Jacks River FallsViewing the Jacks River Falls for the first time takes one’s breath away. The tremendous cascade of water rushing over the ageless boulders of the three distinct levels is almost deafening. Also, the rising mixture of water and air forms a mist that shrouds everything in a dreamlike fog. It is so captivating that visitors often stand as if in a trance while trying to mentally devour this magnificent work of nature.
Despite the physical exertion required to visit this Peach State wonder, the trip is worth every minute of the pain. The Cohutta Wilderness area and especially, the Jacks River provides, to those willing to pay the price, a wonderful opportunity to enjoy unspoiled nature at its best.
Though several ways exist to reach the Jacks River Falls, one particular path has proven to be fairly easy to follow, and can be accomplished in a day’s hard hike if one is in pretty good physical condition. However, some food and a good supply of water should be carried to make the trip safer and more enjoyable.
Go North to I-575, which becomes Highway 515 at Nelson, Georgia and is called the Appalachian Parkway. Just beyond Blue Ridge, Georgia, travel north on Highway 5 toward Copper Hill, Tennessee, then shortly turn west onto old Highway 2, which becomes a gravel road as it climbs upwards. At Watson Gap, turn right on Forest Service Road 22, which continues several miles to the parking area at Dally Gap.
Depart Dally Gap on the Hemptop Trail, which winds down out of Tennessee and intersects with Penitentiary Branch Trail about 2.5 miles from Dally Gap. Penitentiary Branch Trail then descends some 3.3 miles into the Jacks River canyon.
During the first two miles of the jaunt, the trail follows an old logging road. Though it ascends steadily, the path is wide and the rise gradual. The downhill section follows Penitentiary Branch down to the juncture with the Jacks River. From there, it is roughly 1.5 miles downriver to the Jacks River Falls.
The path to the Jacks River Falls is loaded with history. Portions of the Jacks River Trail along the river are on the roadbed of the old Conasauga Railroad, which was a narrow-gauge railway built to bring out felled logs from the timber camps up in the mountains during the logging days around the turn of the century.
The loggers would cut the chestnut trees all week while staying at the camps, then ride the train back down to a small village at the juncture of the Conasauga and Jacks rivers on the weekends. The town was called Shamble’s Mill, and was located in the Alaculsy Valley.

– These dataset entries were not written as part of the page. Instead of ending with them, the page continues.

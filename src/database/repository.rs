//! Database repository for lists and their items.
//!
//! `ListStore` is the seam between the service layer and persistence.
//! `PgListStore` is the production implementation; tests and the
//! `STORAGE=memory` mode use `MemoryListStore` instead.

use async_trait::async_trait;
use sqlx::PgPool;
use thiserror::Error;
use tracing::debug;

use crate::constants::database::{FOREIGN_KEY_VIOLATION, UNIQUE_VIOLATION};
use crate::models::{Item, List, ListId};

#[derive(Debug, Error)]
pub enum StoreError {
    #[error("an item with this text already exists in the list")]
    DuplicateItem,

    #[error("list {0} does not exist")]
    ListNotFound(ListId),

    #[error(transparent)]
    Database(#[from] sqlx::Error),
}

/// Persistence operations for lists and items
#[async_trait]
pub trait ListStore: Send + Sync {
    /// Create an empty list
    async fn create_list(&self) -> Result<List, StoreError>;

    async fn find_list(&self, id: ListId) -> Result<Option<List>, StoreError>;

    /// Items of one list in creation order
    async fn items_for_list(&self, id: ListId) -> Result<Vec<Item>, StoreError>;

    /// Insert an item. Fails with `DuplicateItem` when the list already
    /// holds an item with identical text.
    async fn insert_item(&self, id: ListId, text: &str) -> Result<Item, StoreError>;

    async fn count_items(&self, id: ListId) -> Result<i64, StoreError>;

    /// Cheap liveness probe used by the health endpoint
    async fn ping(&self) -> Result<(), StoreError>;

    fn backend_name(&self) -> &'static str;
}

/// `ListStore` backed by PostgreSQL
#[derive(Clone)]
pub struct PgListStore {
    db: PgPool,
}

impl PgListStore {
    pub fn new(db: PgPool) -> Self {
        Self { db }
    }
}

#[async_trait]
impl ListStore for PgListStore {
    async fn create_list(&self) -> Result<List, StoreError> {
        let list = sqlx::query_as::<_, List>(
            "INSERT INTO lists DEFAULT VALUES RETURNING id, created_at",
        )
        .fetch_one(&self.db)
        .await?;

        debug!(list_id = list.id, "List created");
        Ok(list)
    }

    async fn find_list(&self, id: ListId) -> Result<Option<List>, StoreError> {
        let list = sqlx::query_as::<_, List>("SELECT id, created_at FROM lists WHERE id = $1")
            .bind(id.0)
            .fetch_optional(&self.db)
            .await?;
        Ok(list)
    }

    async fn items_for_list(&self, id: ListId) -> Result<Vec<Item>, StoreError> {
        let items = sqlx::query_as::<_, Item>(
            r#"
            SELECT id, list_id, text, created_at
            FROM items
            WHERE list_id = $1
            ORDER BY id ASC
            "#,
        )
        .bind(id.0)
        .fetch_all(&self.db)
        .await?;
        Ok(items)
    }

    async fn insert_item(&self, id: ListId, text: &str) -> Result<Item, StoreError> {
        let result = sqlx::query_as::<_, Item>(
            r#"
            INSERT INTO items (list_id, text)
            VALUES ($1, $2)
            RETURNING id, list_id, text, created_at
            "#,
        )
        .bind(id.0)
        .bind(text)
        .fetch_one(&self.db)
        .await;

        match result {
            Ok(item) => {
                debug!(list_id = %id, item_id = item.id, "Item inserted");
                Ok(item)
            }
            Err(sqlx::Error::Database(db_err)) => {
                let code = db_err.code().map(|c| c.into_owned());
                match code.as_deref() {
                    Some(UNIQUE_VIOLATION) => Err(StoreError::DuplicateItem),
                    Some(FOREIGN_KEY_VIOLATION) => Err(StoreError::ListNotFound(id)),
                    _ => Err(StoreError::Database(sqlx::Error::Database(db_err))),
                }
            }
            Err(e) => Err(e.into()),
        }
    }

    async fn count_items(&self, id: ListId) -> Result<i64, StoreError> {
        let count = sqlx::query_scalar::<_, i64>("SELECT COUNT(*) FROM items WHERE list_id = $1")
            .bind(id.0)
            .fetch_one(&self.db)
            .await?;
        Ok(count)
    }

    async fn ping(&self) -> Result<(), StoreError> {
        sqlx::query("SELECT 1").execute(&self.db).await?;
        Ok(())
    }

    fn backend_name(&self) -> &'static str {
        "postgres"
    }
}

During a hike along the Jacks River Trail, one can actually walk on some visible sections of the old cross-ties made from American Chestnut trees, which have resided there for at least 75 years. The American Chestnut trees disappeared from the Georgia mountains during the 1920’s and 30’s because of a blight that killed them.
Near the falls, one will probably encounter campsites and other hikers. Most of these hikers come in from Tennessee on the popular Beech Bottom Trail, which is approximately 3.5 miles from its Tennessee state line beginning. Instead of taking the shorter but more rugged Hemptop Trail, they chose the Jacks River Trail, which follows Bear Branch down to the intersection with the Sugar Cove Trail at Lost Cove Branch. Despite being a much easier trail to traverse, the Jacks River Trail is almost 11 miles long and has 44 river crossings up to waist-deep before one reaches the Jacks River Falls. Nevertheless, many pure backpackers prefer that trail because of the easier walking on fairly level old logging roads.
Though the scenery is breathtaking, a jaunt into the Cohutta Wilderness and the Jacks River Falls should not be attempted by those with small children or any physical problems. Despite the other friendly hikers you might encounter, you’ll be a long way from any help should a problem arise. Nevertheless, if you’re up to it, the Jacks River Falls is one of Georgia’s most picturesque places!